# does he look good ?



## mariebx19 (Mar 14, 2013)

i am thinking of buying this colt.i will be going to view him in the next week or two.just wanted to post pictures and see what people thought of him.does he look good? does he look like he will have alot of feather?


----------



## AlexArt (Apr 25, 2010)

He's very straight through the hock and the shoulder but then most traditional cobs are - he's very cute though and has nice markings, once he's been gelded and on spring grass he'll look a load better, my little almost yearling gelding looks the same scruffy hairy leggy bum high baby phase at the mo, they do grow out of it though thank goodness!!!


----------



## mariebx19 (Mar 14, 2013)

i bought him today the man i bought him from has only had him 1 week along with a few other colts and mares.he has just been wormed and de-loused and i have to worm him again.he was in a barn and has been living on pony nuts and ad lib haylage.he has lots of mats but will look like a different horse within a few weeks.i viewed him today and he was so good to lead,when i got him to the yard i just spent some time with him then took him to the field (him and my gelding seemed to get on,so i was happy with that ) leading him all around the yard he was good and quiet but half way into the first field i had to walk through to get to his he was bolting and bucking but he isnt strong enough that i cant hold on so hopefully he will learn.i will have him gelded as soon as possible.
his name is MR.MAGOO but i am going to change it,i dont know what to yet,any ideas?? i was thinking phoenix.

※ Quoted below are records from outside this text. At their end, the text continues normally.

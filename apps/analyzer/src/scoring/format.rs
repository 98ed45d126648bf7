//! Formatting heuristics: length, headers, bullets, spacing, contact patterns.

use lazy_static::lazy_static;
use regex::Regex;
use serde::{Deserialize, Serialize};

const MIN_LENGTH_CHARS: usize = 300;
const BULLET_MARKERS: &[char] = &['•', '-', '*', '→'];

pub const TOO_SHORT: &str = "Resume is too short";
pub const NO_HEADERS: &str = "No clear section headers found";
pub const NO_BULLETS: &str = "No bullet points found for listing details";
pub const DOUBLE_BLANK: &str = "Inconsistent spacing between sections";
pub const NO_CONTACT: &str = "Missing or improperly formatted contact information";

lazy_static! {
    static ref CONTACT_PATTERNS: [Regex; 3] = [
        Regex::new(r"\b[\w\.-]+@[\w\.-]+\.\w+\b").unwrap(),
        Regex::new(r"\b\d{3}[-.]?\d{3}[-.]?\d{4}\b").unwrap(),
        Regex::new(r"linkedin\.com/\w+").unwrap(),
    ];
}

#[derive(Debug, Clone, Default, PartialEq, Serialize, Deserialize)]
pub struct FormatReport {
    pub score: f64,
    /// Human-readable reasons, in detection order.
    pub deductions: Vec<String>,
}

/// Scores formatting from 100 down. Deductions are independent of each other.
pub fn check_formatting(text: &str) -> FormatReport {
    let lines: Vec<&str> = text.split('\n').collect();
    let mut score: i32 = 100;
    let mut deductions = Vec::new();

    let mut deduct = |points: i32, reason: &str| {
        score -= points;
        deductions.push(reason.to_string());
    };

    if text.chars().count() < MIN_LENGTH_CHARS {
        deduct(30, TOO_SHORT);
    }

    if !lines.iter().any(|l| is_upper(l)) {
        deduct(20, NO_HEADERS);
    }

    if !lines.iter().any(|l| l.trim().starts_with(BULLET_MARKERS)) {
        deduct(20, NO_BULLETS);
    }

    if lines
        .windows(2)
        .any(|pair| pair[0].trim().is_empty() && pair[1].trim().is_empty())
    {
        deduct(15, DOUBLE_BLANK);
    }

    if !CONTACT_PATTERNS.iter().any(|p| p.is_match(text)) {
        deduct(15, NO_CONTACT);
    }

    FormatReport {
        score: f64::from(score.max(0)),
        deductions,
    }
}

/// A line reads as a header when it has at least one cased character and no
/// lowercase ones.
fn is_upper(line: &str) -> bool {
    let mut has_cased = false;
    for c in line.chars() {
        if c.is_lowercase() {
            return false;
        }
        if c.is_uppercase() {
            has_cased = true;
        }
    }
    has_cased
}

#[cfg(test)]
mod tests {
    use super::*;

    fn long_resume() -> String {
        let mut text = String::from("JANE DOE\njane@example.com\n\nEXPERIENCE\n");
        for i in 0..10 {
            let line = format!("• Shipped feature number {i} for the payments team\n");
            text.push_str(&line);
        }
        text
    }

    #[test]
    fn test_well_formatted_resume_scores_100() {
        let report = check_formatting(&long_resume());
        assert_eq!(report.score, 100.0);
        assert!(report.deductions.is_empty());
    }

    #[test]
    fn test_short_text_is_flagged() {
        let text = "x".repeat(50);
        let report = check_formatting(&text);
        assert!(report.deductions.contains(&TOO_SHORT.to_string()));
        assert!(report.score <= 70.0);
    }

    #[test]
    fn test_all_deductions_in_detection_order() {
        let report = check_formatting("hello\n\n\nworld");
        assert_eq!(
            report.deductions,
            vec![TOO_SHORT, NO_HEADERS, NO_BULLETS, DOUBLE_BLANK, NO_CONTACT]
        );
        assert_eq!(report.score, 0.0);
    }

    #[test]
    fn test_upper_line_detection() {
        assert!(is_upper("SKILLS & TOOLS 2024"));
        assert!(!is_upper("Skills"));
        assert!(!is_upper("2024 - 2025"));
        assert!(!is_upper(""));
    }

    #[test]
    fn test_bullet_after_indentation_counts() {
        let report = check_formatting("   * indented bullet");
        assert!(!report.deductions.contains(&NO_BULLETS.to_string()));
    }

    #[test]
    fn test_trailing_double_newline_is_inconsistent_spacing() {
        let report = check_formatting("SUMMARY\n- a\n\n");
        assert!(report.deductions.contains(&DOUBLE_BLANK.to_string()));
    }

    #[test]
    fn test_any_contact_pattern_suffices() {
        let report = check_formatting("see linkedin.com/janedoe");
        assert!(!report.deductions.contains(&NO_CONTACT.to_string()));
        let report = check_formatting("call 555.123.4567");
        assert!(!report.deductions.contains(&NO_CONTACT.to_string()));
    }
}
// Section and contact extraction over plain resume text.
// Every extractor is a pure function of the text and the immutable keyword tables.

pub mod personal_info;
pub mod section;
pub mod skills;
pub mod summary;

pub use personal_info::{extract_personal_info, PersonalInfo};
pub use section::SectionExtractor;
pub use skills::{extract_skills, SkillSplitMode};
pub use summary::extract_summary;
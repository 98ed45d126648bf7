use anyhow::Context;
use serde::{Deserialize, Serialize};

use crate::errors::AnalyzerError;
use crate::extract::SkillSplitMode;
use crate::scoring::ScoreWeights;

pub const DEFAULT_CLASSIFICATION_THRESHOLD: f64 = 0.15;

/// Analyzer tunables. Keyword vocabularies live in `keywords` and are not
/// configurable at runtime.
#[derive(Debug, Clone, PartialEq, Serialize, Deserialize)]
pub struct AnalyzerConfig {
    /// A winning document-type score at or below this is reported as unknown.
    pub classification_threshold: f64,
    pub skill_split_mode: SkillSplitMode,
    pub weights: ScoreWeights,
    pub rust_log: String,
}

impl Default for AnalyzerConfig {
    fn default() -> Self {
        Self {
            classification_threshold: DEFAULT_CLASSIFICATION_THRESHOLD,
            skill_split_mode: SkillSplitMode::default(),
            weights: ScoreWeights::default(),
            rust_log: "info".to_string(),
        }
    }
}

impl AnalyzerConfig {
    /// Loads overrides from the environment (and `.env` if present).
    /// Unset variables keep their defaults.
    pub fn from_env() -> Result<Self, AnalyzerError> {
        dotenvy::dotenv().ok(); // load .env if present; ignore if missing
        Self::from_lookup(|key| std::env::var(key).ok())
    }

    /// Builds a config from an arbitrary key lookup.
    pub fn from_lookup<F>(lookup: F) -> Result<Self, AnalyzerError>
    where
        F: Fn(&str) -> Option<String>,
    {
        let mut config = Self::default();

        if let Some(raw) = lookup("ATS_CLASSIFICATION_THRESHOLD") {
            config.classification_threshold = raw.trim().parse::<f64>().with_context(|| {
                format!("ATS_CLASSIFICATION_THRESHOLD must be a number, got '{raw}'")
            })?;
        }

        if let Some(raw) = lookup("ATS_SKILL_SPLIT_MODE") {
            config.skill_split_mode = parse_split_mode(&raw)?;
        }

        if let Some(level) = lookup("RUST_LOG") {
            config.rust_log = level;
        }

        config.validate()?;
        Ok(config)
    }

    pub fn validate(&self) -> Result<(), AnalyzerError> {
        if !(0.0..=1.0).contains(&self.classification_threshold) {
            return Err(AnalyzerError::InvalidThreshold(
                self.classification_threshold,
            ));
        }
        let total = self.weights.total();
        if (total - 1.0).abs() > 1e-6 {
            return Err(AnalyzerError::InvalidWeights(total));
        }
        Ok(())
    }
}

fn parse_split_mode(raw: &str) -> Result<SkillSplitMode, AnalyzerError> {
    match raw.trim().to_lowercase().as_str() {
        "per_separator" => Ok(SkillSplitMode::PerSeparator),
        "recursive" => Ok(SkillSplitMode::Recursive),
        other => Err(AnalyzerError::UnknownSplitMode(other.to_string())),
    }
}

#[cfg(test)]
mod tests {
    use super::*;
    use std::collections::HashMap;

    fn lookup(pairs: &[(&str, &str)]) -> impl Fn(&str) -> Option<String> {
        let map: HashMap<String, String> = pairs
            .iter()
            .map(|(k, v)| (k.to_string(), v.to_string()))
            .collect();
        move |key: &str| map.get(key).cloned()
    }

    #[test]
    fn test_defaults_are_valid() {
        let config = AnalyzerConfig::default();
        assert!(config.validate().is_ok());
        assert_eq!(config.classification_threshold, 0.15);
        assert_eq!(config.skill_split_mode, SkillSplitMode::PerSeparator);
    }

    #[test]
    fn test_empty_environment_yields_defaults() {
        let config = AnalyzerConfig::from_lookup(lookup(&[])).unwrap();
        assert_eq!(config, AnalyzerConfig::default());
    }

    #[test]
    fn test_overrides_are_applied() {
        let config = AnalyzerConfig::from_lookup(lookup(&[
            ("ATS_CLASSIFICATION_THRESHOLD", "0.2"),
            ("ATS_SKILL_SPLIT_MODE", "Recursive"),
            ("RUST_LOG", "debug"),
        ]))
        .unwrap();
        assert_eq!(config.classification_threshold, 0.2);
        assert_eq!(config.skill_split_mode, SkillSplitMode::Recursive);
        assert_eq!(config.rust_log, "debug");
    }

    #[test]
    fn test_non_numeric_threshold_is_config_error() {
        let err = AnalyzerConfig::from_lookup(lookup(&[("ATS_CLASSIFICATION_THRESHOLD", "high")]))
            .unwrap_err();
        assert!(matches!(err, AnalyzerError::Config(_)));
        assert!(err.to_string().contains("ATS_CLASSIFICATION_THRESHOLD"));
    }

    #[test]
    fn test_out_of_range_threshold_rejected() {
        let err = AnalyzerConfig::from_lookup(lookup(&[("ATS_CLASSIFICATION_THRESHOLD", "1.5")]))
            .unwrap_err();
        assert!(matches!(err, AnalyzerError::InvalidThreshold(t) if t == 1.5));
    }

    #[test]
    fn test_unknown_split_mode_rejected() {
        let err =
            AnalyzerConfig::from_lookup(lookup(&[("ATS_SKILL_SPLIT_MODE", "zigzag")])).unwrap_err();
        assert!(matches!(err, AnalyzerError::UnknownSplitMode(m) if m == "zigzag"));
    }

    #[test]
    fn test_unbalanced_weights_rejected() {
        let config = AnalyzerConfig {
            weights: ScoreWeights {
                skills: 0.5,
                ..ScoreWeights::default()
            },
            ..AnalyzerConfig::default()
        };
        assert!(matches!(
            config.validate(),
            Err(AnalyzerError::InvalidWeights(_))
        ));
    }
}
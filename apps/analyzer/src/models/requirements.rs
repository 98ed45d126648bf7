use serde::{Deserialize, Serialize};

/// What the target job asks for. Resolved by the caller from a role catalog.
#[derive(Debug, Clone, Default, PartialEq, Serialize, Deserialize)]
#[serde(default)]
pub struct JobRequirements {
    pub required_skills: Vec<String>,
    pub require_gpa: bool,
    pub description: String,
}

impl JobRequirements {
    pub fn with_skills<I, S>(skills: I) -> Self
    where
        I: IntoIterator<Item = S>,
        S: Into<String>,
    {
        Self {
            required_skills: skills.into_iter().map(Into::into).collect(),
            ..Self::default()
        }
    }
}

#[cfg(test)]
mod tests {
    use super::*;

    #[test]
    fn test_missing_fields_default() {
        let req: JobRequirements = serde_json::from_str(r#"{"required_skills": ["Rust"]}"#)
            .unwrap();
        assert_eq!(req.required_skills, vec!["Rust"]);
        assert!(!req.require_gpa);
        assert!(req.description.is_empty());
    }

    #[test]
    fn test_catalog_entry_deserializes() {
        let json = r#"{
            "description": "Builds backend services",
            "required_skills": ["Python", "SQL", "Docker"],
            "require_gpa": true
        }"#;
        let req: JobRequirements = serde_json::from_str(json).unwrap();
        assert_eq!(req.required_skills.len(), 3);
        assert!(req.require_gpa);
    }

    #[test]
    fn test_with_skills() {
        let req = JobRequirements::with_skills(["Go", "Kafka"]);
        assert_eq!(req.required_skills, vec!["Go", "Kafka"]);
    }
}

my 4 yo gelding in front and the 1 yo colt 2nd,dont they look alike (from the front).


----------



## mariebx19 (Mar 14, 2013)

do you think pony nuts would be enough to put some weight on? and he will be on grass 24/7


----------



## Jess2308 (May 12, 2009)

Congratulations on your new pony, he will definately have a lot of feather!

Is he underweight? Its impossible to tell his weight from the photos with all that hair! Unless he is very underweight i'd be wary of trying to get too much on him as, with the spring grass coming through now, he will put weight on over the next few months anyway. Baby joints are very easily damaged by having them too fat, im currently keeping my 11month old on fairly restricted grazing as she has got a bit fatter than i'd like over the winter. Im only giving her salt/mineral licks in the field and no extra food.


----------



## mariebx19 (Mar 14, 2013)

thanks,well you can feel his spine more than you should but i wouldnt say he is seriously underweight so i will probably just stick to grass and salt/mineral licks and maybe even a small amount of pony nuts when he is brought in.


----------



## suze23 (Jun 3, 2011)

late reply to this ^^


nice lad 

my youngster was rising 2 when i got her and needed some meat on her for my liking, so put her on some spillers youngstock cubes, chaff (bulk) and nuts....shes still on that now and looks fab

see other pic ivejust posted she could be a fab advert for spillers now lol


----------



## Doguiesrus (Apr 18, 2012)

Probably going to get slated here but hey ho! Can I suggest if possible of course to leave him entire as long as possible. E specially with a quiet colt that is handled and manageable. It simply allows them to mature and I feel you get the best from them if left that little longer. I breed gypsy cobs and have seen first hand the effects of cutting a colt too early. It stunts growth, feather growth chest and more. Anyway good luck


----------



## MissyThePony (Aug 6, 2013)

Are you planning on gelding him? I don't know your experience with youngsters but colts can become notoriously difficult as they mature (due to various hormones) and if you're not planning on breeding then gelding is a great idea. 

Obviously he's your horse and you can do as you please but that's just a suggestion from a fellow equestrian  
He is gorgeous by the way, and Phoenix really suits him


----------